Between 1971 and 1992, there have been nine coups in Thailand.

Park described the military takeover of the government as “almost a non-event.”

“The only noticeable effect was no traffic for a day,” he said. “All government offices, all schools, post offices, etc. were closed for one day only, resulting in a beautifully quiet day in Bangkok.”

Ravi Lunia of Fai Dee Gems Co., Ltd., specialists in Burmese rubies, repeated what has been widely reported in other news accounts that many in the country were anticipating such an event.

“The coup was kind of expected because of the political situation and the way things were going on in Thailand,” Lunia said. “Everything is normal so far and is expected to remain normal in the coming days. My family and employees are all safe. As for business, we have to wait and watch, since everybody is at the Hong Kong show.”

Many in the gem and jewelry industry were recently in Bangkok attending the Bangkok Gems & Jewellery Fair, which was held Sept. 13-17. Most of those same persons are now attending the Hong Kong Jewellery & Watch Fair, being held until Sept. 23.

Barbara Lipatapanlop, executive director for ICA in New York, is one of those in Hong Kong. She lived in Bangkok for 13 years and from 1999 to 2005 served as a senior advisor to the Thai Gem and Jewelry Traders Association. She has been in contact with several professional acquaintances and relays that there was little to no disruption of business.
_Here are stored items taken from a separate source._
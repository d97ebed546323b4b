//! Modifier-driven modes, sticky aiming modes and the selection set, driven
//! through the battle view.

mod common;

use battle_core::mock::{IssuedOrder, MockBattle, OrderKind};
use battle_core::{
    Hand, ItemKind, ItemTypeId, ItemView, MoraleState, PsiStatus, TilePos, UnitOracle,
    WeaponStatus,
};
use battle_frontend_core::{
    ActivePanel, ControlEvent, ControlId, CursorGlyph, InteractionMode, MAX_SELECTION, ViewCommand,
    ViewEvent, ViewIntent,
};
use common::*;
use crossterm::event::{KeyCode, MouseButton};

#[test]
fn modifiers_resolve_by_priority() {
    let mut battle = MockBattle::turn_based();
    let unit = battle.spawn(1, MockBattle::PLAYER, TilePos::new(2, 2, 0));
    let mut view = open(&battle, config());
    select(&mut view, &mut battle, unit);
    assert_eq!(view.mode(), InteractionMode::Normal);

    key_down(&mut view, &mut battle, LALT);
    view.update(&mut battle);
    assert_eq!(view.mode(), InteractionMode::NormalAlt);

    key_down(&mut view, &mut battle, LSHIFT);
    view.update(&mut battle);
    assert_eq!(view.mode(), InteractionMode::FireAny, "shift beats alt");
    assert_eq!(view.cursor(), CursorGlyph::Shoot);

    key_down(&mut view, &mut battle, RCTRL);
    view.update(&mut battle);
    assert_eq!(view.mode(), InteractionMode::NormalCtrlAlt, "ctrl beats shift");
    assert_eq!(view.cursor(), CursorGlyph::Add);

    for code in [RCTRL, LSHIFT, LALT] {
        key_up(&mut view, &mut battle, code);
    }
    view.update(&mut battle);
    assert_eq!(view.mode(), InteractionMode::Normal);
}

#[test]
fn empty_selection_only_knows_ctrl() {
    let mut battle = MockBattle::turn_based();
    let mut view = open(&battle, config());

    key_down(&mut view, &mut battle, LSHIFT);
    view.update(&mut battle);
    assert_eq!(view.mode(), InteractionMode::Normal);

    key_down(&mut view, &mut battle, LCTRL);
    view.update(&mut battle);
    assert_eq!(view.mode(), InteractionMode::NormalCtrl);
}

#[test]
fn sticky_fire_mode_ignores_modifiers_until_cancelled() {
    let mut battle = MockBattle::turn_based();
    let unit = battle.spawn(1, MockBattle::PLAYER, TilePos::new(2, 2, 0));
    battle.give(unit, Hand::Right, rifle());
    let mut view = open(&battle, config());
    select(&mut view, &mut battle, unit);

    view.execute(
        &mut battle,
        ViewCommand::UseItem {
            hand: Hand::Right,
            automatic: false,
        },
    );
    view.update(&mut battle);
    assert_eq!(view.mode(), InteractionMode::FireRight);

    for code in [LCTRL, LSHIFT, LALT] {
        key_down(&mut view, &mut battle, code);
        view.update(&mut battle);
        assert_eq!(view.mode(), InteractionMode::FireRight);
        key_up(&mut view, &mut battle, code);
        view.update(&mut battle);
        assert_eq!(view.mode(), InteractionMode::FireRight);
    }

    click(&mut view, &mut battle, MouseButton::Left, TilePos::new(9, 9, 0));
    assert_eq!(view.mode(), InteractionMode::FireRight, "firing keeps aiming");
    assert_eq!(
        battle.issued_of(OrderKind::AttackTile),
        vec![&IssuedOrder::AttackTile(
            unit,
            TilePos::new(9, 9, 0),
            WeaponStatus::FiringRightHand,
            false
        )]
    );

    click(&mut view, &mut battle, MouseButton::Right, TilePos::new(9, 9, 0));
    assert_eq!(view.mode(), InteractionMode::Normal);
}

#[test]
fn escape_cancels_aiming_before_opening_options() {
    let mut battle = MockBattle::turn_based();
    let unit = battle.spawn(1, MockBattle::PLAYER, TilePos::new(2, 2, 0));
    battle.give(unit, Hand::Left, rifle());
    let mut view = open(&battle, config());
    select(&mut view, &mut battle, unit);
    view.execute(
        &mut battle,
        ViewCommand::UseItem {
            hand: Hand::Left,
            automatic: false,
        },
    );
    assert_eq!(view.mode(), InteractionMode::FireLeft);

    key_down(&mut view, &mut battle, KeyCode::Esc);
    assert_eq!(view.mode(), InteractionMode::Normal);
    assert!(view.drain_intents().is_empty());

    key_down(&mut view, &mut battle, KeyCode::Esc);
    assert_eq!(view.drain_intents(), vec![ViewIntent::OpenOptions]);
}

#[test]
fn selection_caps_at_six_and_drops_lost_units() {
    let mut battle = MockBattle::turn_based();
    let units: Vec<_> = (1..=7)
        .map(|i| battle.spawn(i, MockBattle::PLAYER, TilePos::new(i as i32, 1, 0)))
        .collect();
    let mut view = open(&battle, config());
    select(&mut view, &mut battle, units[0]);

    key_down(&mut view, &mut battle, LCTRL);
    view.update(&mut battle);
    for unit in &units[1..] {
        let tile = battle.unit(*unit).unwrap().tile;
        click(&mut view, &mut battle, MouseButton::Left, tile);
    }
    assert_eq!(view.selection().len(), MAX_SELECTION);
    assert!(!view.selection().contains(units[6]), "seventh add is ignored");
    assert_eq!(view.selection().front(), Some(units[5]));

    let tile = battle.unit(units[5]).unwrap().tile;
    click(&mut view, &mut battle, MouseButton::Right, tile);
    assert!(!view.selection().contains(units[5]));
    key_up(&mut view, &mut battle, LCTRL);

    battle.unit_mut(units[1]).unwrap().alive = false;
    battle.unit_mut(units[2]).unwrap().morale = MoraleState::Panicked;
    battle.unit_mut(units[3]).unwrap().retreated = true;
    view.update(&mut battle);

    assert_eq!(view.selection().as_slice(), &[units[4], units[0]]);
    for unit in view.selection().iter() {
        assert!(battle.unit(unit).unwrap().is_controllable_by(MockBattle::PLAYER));
    }
}

#[test]
fn group_move_button_is_persisted() {
    let mut battle = MockBattle::turn_based();
    let a = battle.spawn(1, MockBattle::PLAYER, TilePos::new(1, 1, 0));
    let b = battle.spawn(2, MockBattle::PLAYER, TilePos::new(2, 1, 0));
    let mut view = open(&battle, config());
    select(&mut view, &mut battle, a);
    key_down(&mut view, &mut battle, LCTRL);
    view.update(&mut battle);
    click(&mut view, &mut battle, MouseButton::Left, TilePos::new(2, 1, 0));
    key_up(&mut view, &mut battle, LCTRL);

    view.event_occurred(
        &mut battle,
        ViewEvent::Control {
            control: ControlId::from_name("BUTTON_MOVE_GROUP").unwrap(),
            event: ControlEvent::ButtonClick,
        },
    );
    view.update(&mut battle);
    assert!(battle.saved_view.group_move);

    click(&mut view, &mut battle, MouseButton::Left, TilePos::new(8, 8, 0));
    let moves = battle.issued_of(OrderKind::GroupMove);
    assert_eq!(moves.len(), 1);
    assert!(matches!(moves[0], IssuedOrder::GroupMove(units, _) if units == &vec![b, a]));
}

#[test]
fn clicks_are_ignored_outside_the_players_turn() {
    let mut battle = MockBattle::turn_based();
    let unit = battle.spawn(1, MockBattle::PLAYER, TilePos::new(2, 2, 0));
    battle.active = MockBattle::ALIENS;
    let mut view = open(&battle, config());
    view.update(&mut battle);
    assert_eq!(view.panel(), ActivePanel::NotMyTurn);

    click(&mut view, &mut battle, MouseButton::Left, TilePos::new(2, 2, 0));
    assert!(view.selection().is_empty());
    assert!(!view.selection().contains(unit));

    key_down(&mut view, &mut battle, KeyCode::Esc);
    assert!(view.drain_intents().is_empty(), "no options from the not-my-turn panel");
}

#[test]
fn cheat_keys_need_debug_mode() {
    let mut battle = MockBattle::turn_based();
    let enemy = battle.spawn(9, MockBattle::ALIENS, TilePos::new(4, 4, 0));

    let mut view = open(&battle, config());
    hover(&mut view, &mut battle, TilePos::new(4, 4, 0));
    key_down(&mut view, &mut battle, KeyCode::Char('s'));
    assert!(battle.unit(enemy).unwrap().alive);

    let mut view = open(&battle, config().with_debug_mode(true));
    hover(&mut view, &mut battle, TilePos::new(4, 4, 0));
    key_down(&mut view, &mut battle, KeyCode::Char('s'));
    assert!(!battle.unit(enemy).unwrap().alive);

    key_down(&mut view, &mut battle, KeyCode::Char('h'));
    assert!(battle.issued.contains(&IssuedOrder::Debug("heal_all")));
}

#[test]
fn switching_psi_mode_stops_the_running_attack() {
    let mut battle = MockBattle::turn_based();
    let unit = battle.spawn(1, MockBattle::PLAYER, TilePos::new(2, 2, 0));
    let bender = ItemView {
        type_id: ItemTypeId(31),
        kind: ItemKind::MindBender,
        loaded: true,
        ..ItemView::default()
    };
    battle.give(unit, Hand::Right, bender);
    let mut view = open(&battle, config());
    select(&mut view, &mut battle, unit);

    view.execute(&mut battle, ViewCommand::UseItem { hand: Hand::Right, automatic: false });
    assert_eq!(view.panel(), ActivePanel::Psi);

    let attacker = battle.unit_mut(unit).unwrap();
    attacker.psi_status = PsiStatus::Control;
    attacker.psi_item = Some(ItemTypeId(31));

    view.execute(&mut battle, ViewCommand::PsiMode(PsiStatus::Panic));
    assert_eq!(battle.unit(unit).unwrap().psi_status, PsiStatus::NotEngaged);
    assert!(battle.issued.contains(&IssuedOrder::StopPsi(unit)));
    assert_eq!(Some(view.mode()), InteractionMode::psi(PsiStatus::Panic));
}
“Things are rather normal in Bangkok now, except that there are military tanks around the government buildings,” she said. “While that is of course unusual, life goes on. There was a curfew last night but the coup is expected to have only limited and temporary ramifications according to the business leaders I spoke with.”

The Thai military said Tuesday night it had dismissed the government of Prime Minister Thaksin Shinawatra, the controversial telecommunications tycoon turned politician, and declared martial law, after surrounding the Government House with tanks and troops in what the media is reporting as a bloodless coup. Shinawatr was in New York attending a United Nations meeting. He is now in London.

Thai army chief, Gen. Sonthi Boonyaratkalin, who orchestrated the coup, promised on Wednesday, in a national address, that the military has no political or economic interests and plans to return power to the people. He promised to step down in two weeks, saying he would appoint an interim premier to run the country until parliamentary elections are held under a new constitution in October 2007. Thai King Bhumibol Adulyadej, who has a great deal of influence in the country, said he supports the coup.

“I think it’s important to note that the situation is not dangerous and that the ‘Council of Administrative Reform’ is firmly declaring that King Bhumibol Adulyadej is head of state,” Lipatapanlop said. “The Thai King is sacred and people are absolutely loyal to him. From what I hear, everything business-wise is on track and proceeding as it normally would.”

The general business environment seems to support statements made by industry officials. After being closed on Wednesday, Thai financial markets reopened on Thursday, with little effects to stocks or the value of the country’s currency, the Thai baht, reports the Financial Times, a London-based business newspaper.